(Items listed in a dataset)
····················

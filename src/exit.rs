//! Process termination: exit-code derivation and output draining.

use std::time::Duration;
use tokio::io::{AsyncWrite, AsyncWriteExt};
use tracing::{debug, warn};

/// Failure counts above this are reported as this value.
pub const MAX_EXIT_CODE: u8 = 255;
/// Conventional status for a run cut short by Ctrl-C.
pub const INTERRUPTED_EXIT_CODE: u8 = 130;
/// How long the drain waits for a stream before exiting anyway.
pub const DRAIN_FALLBACK: Duration = Duration::from_secs(2);

pub fn exit_code(failures: usize) -> u8 {
    u8::try_from(failures).unwrap_or(MAX_EXIT_CODE)
}

#[derive(Debug, Clone, Copy, PartialEq, Eq)]
pub enum ExitMode {
    /// Drain output and exit as soon as the run completes (`--exit`).
    Immediate,
    /// Hand the code back to `main` and let the process end on its own.
    Deferred,
}

/// Outcome of the single non-watch run, finalized once.
#[derive(Debug)]
pub struct ExitState {
    mode: ExitMode,
    failures: usize,
    interrupted: bool,
}

impl ExitState {
    pub fn new(mode: ExitMode) -> Self {
        Self {
            mode,
            failures: 0,
            interrupted: false,
        }
    }

    /// Record the run's failure count. Ignored once interrupted.
    pub fn record(&mut self, failures: usize) {
        if !self.interrupted {
            self.failures = failures;
        }
    }

    pub fn interrupt(&mut self) {
        self.interrupted = true;
        self.failures = usize::from(INTERRUPTED_EXIT_CODE);
    }

    pub fn is_interrupted(&self) -> bool {
        self.interrupted
    }

    pub fn mode(&self) -> ExitMode {
        self.mode
    }

    pub fn code(&self) -> u8 {
        exit_code(self.failures)
    }
}

/// Barrier over a fixed number of outstanding flushes.
#[derive(Debug)]
pub struct DrainGate {
    pending: usize,
}

impl DrainGate {
    pub fn new(pending: usize) -> Self {
        Self { pending }
    }

    /// Acknowledge one operation. Returns `true` once nothing is outstanding.
    pub fn release(&mut self) -> bool {
        self.pending = self.pending.saturating_sub(1);
        self.is_open()
    }

    pub fn is_open(&self) -> bool {
        self.pending == 0
    }
}

#[derive(Debug, Clone, Copy, PartialEq, Eq)]
pub enum DrainOutcome {
    Drained,
    TimedOut,
}

async fn flush_stream<W: AsyncWrite + Unpin>(stream: &mut W) {
    // A failed write still counts as acknowledged; there is nobody left to tell.
    if let Err(e) = stream.write_all(b"").await {
        debug!(error = %e, "drain write failed");
    }
    if let Err(e) = stream.flush().await {
        debug!(error = %e, "drain flush failed");
    }
}

/// Issue an empty write and flush on both streams, returning once both completed
/// or `fallback` elapsed.
pub async fn drain<O, E>(mut stdout: O, mut stderr: E, fallback: Duration) -> DrainOutcome
where
    O: AsyncWrite + Unpin,
    E: AsyncWrite + Unpin,
{
    let mut gate = DrainGate::new(2);
    let out = flush_stream(&mut stdout);
    let err = flush_stream(&mut stderr);
    let deadline = tokio::time::sleep(fallback);
    tokio::pin!(out, err, deadline);
    let (mut out_done, mut err_done) = (false, false);

    while !gate.is_open() {
        tokio::select! {
            _ = &mut out, if !out_done => {
                out_done = true;
                gate.release();
            }
            _ = &mut err, if !err_done => {
                err_done = true;
                gate.release();
            }
            _ = &mut deadline => {
                warn!("output drain timed out, exiting anyway");
                return DrainOutcome::TimedOut;
            }
        }
    }
    DrainOutcome::Drained
}

/// Drain both streams, then call `exit` with `code`.
pub async fn terminate<O, E, F>(code: u8, stdout: O, stderr: E, fallback: Duration, exit: F)
where
    O: AsyncWrite + Unpin,
    E: AsyncWrite + Unpin,
    F: FnOnce(i32),
{
    let outcome = drain(stdout, stderr, fallback).await;
    debug!(code, ?outcome, "terminating");
    exit(i32::from(code));
}

/// Finish a non-watch run according to its exit mode.
///
/// In [`ExitMode::Immediate`] this never returns: the process exits once the
/// standard streams drained. Otherwise the code is returned for `main`.
pub async fn finish(state: &ExitState) -> u8 {
    let code = state.code();
    if state.mode() == ExitMode::Immediate {
        terminate(
            code,
            tokio::io::stdout(),
            tokio::io::stderr(),
            DRAIN_FALLBACK,
            |c| std::process::exit(c),
        )
        .await;
    }
    code
}

#[cfg(test)]
mod tests {
    use super::*;
    use parking_lot::Mutex;
    use std::pin::Pin;
    use std::sync::Arc;
    use std::task::{Context, Poll};

    #[test]
    fn exit_code_clamps_failure_count() {
        assert_eq!(exit_code(0), 0);
        assert_eq!(exit_code(3), 3);
        assert_eq!(exit_code(255), 255);
        assert_eq!(exit_code(256), 255);
        assert_eq!(exit_code(9999), 255);
        for f in [1usize, 17, 254, 1000, usize::MAX] {
            assert_eq!(usize::from(exit_code(f)), f.min(255));
        }
    }

    #[test]
    fn interrupt_overrides_recorded_failures() {
        let mut state = ExitState::new(ExitMode::Deferred);
        state.interrupt();
        state.record(2);
        assert!(state.is_interrupted());
        assert_eq!(state.code(), INTERRUPTED_EXIT_CODE);

        let mut state = ExitState::new(ExitMode::Immediate);
        state.record(9999);
        assert_eq!(state.code(), 255);
    }

    #[test]
    fn gate_opens_when_all_released() {
        let mut gate = DrainGate::new(2);
        assert!(!gate.is_open());
        assert!(!gate.release());
        assert!(gate.release());
        assert!(gate.release());
    }

    /// Writer that records flushes into a shared log, optionally never completing.
    struct LogWriter {
        name: &'static str,
        log: Arc<Mutex<Vec<String>>>,
        stall: bool,
    }

    impl AsyncWrite for LogWriter {
        fn poll_write(
            self: Pin<&mut Self>,
            _: &mut Context<'_>,
            buf: &[u8],
        ) -> Poll<std::io::Result<usize>> {
            Poll::Ready(Ok(buf.len()))
        }

        fn poll_flush(self: Pin<&mut Self>, _: &mut Context<'_>) -> Poll<std::io::Result<()>> {
            if self.stall {
                return Poll::Pending;
            }
            self.log.lock().push(format!("{} flushed", self.name));
            Poll::Ready(Ok(()))
        }

        fn poll_shutdown(
            self: Pin<&mut Self>,
            _: &mut Context<'_>,
        ) -> Poll<std::io::Result<()>> {
            Poll::Ready(Ok(()))
        }
    }

    fn writer(name: &'static str, log: &Arc<Mutex<Vec<String>>>, stall: bool) -> LogWriter {
        LogWriter {
            name,
            log: log.clone(),
            stall,
        }
    }

    #[tokio::test]
    async fn both_streams_flush_before_exit() {
        let log = Arc::new(Mutex::new(Vec::new()));
        let exit_log = log.clone();
        terminate(
            3,
            writer("stdout", &log, false),
            writer("stderr", &log, false),
            DRAIN_FALLBACK,
            move |code| exit_log.lock().push(format!("exit {code}")),
        )
        .await;
        let log = log.lock();
        assert_eq!(log.len(), 3);
        assert!(log.contains(&"stdout flushed".to_string()));
        assert!(log.contains(&"stderr flushed".to_string()));
        assert_eq!(log[2], "exit 3");
    }

    #[tokio::test]
    async fn stalled_stream_falls_back_to_exit() {
        let log = Arc::new(Mutex::new(Vec::new()));
        let outcome = drain(
            writer("stdout", &log, false),
            writer("stderr", &log, true),
            Duration::from_millis(50),
        )
        .await;
        assert_eq!(outcome, DrainOutcome::TimedOut);
        assert_eq!(*log.lock(), vec!["stdout flushed".to_string()]);
    }
}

····················

- [Task details] Would you please copy all lines in the data that contain the word "flushes"?

- [Output of the exercise]
/// Barrier over a fixed number of outstanding flushes.
    /// Writer that records flushes into a shared log, optionally never completing.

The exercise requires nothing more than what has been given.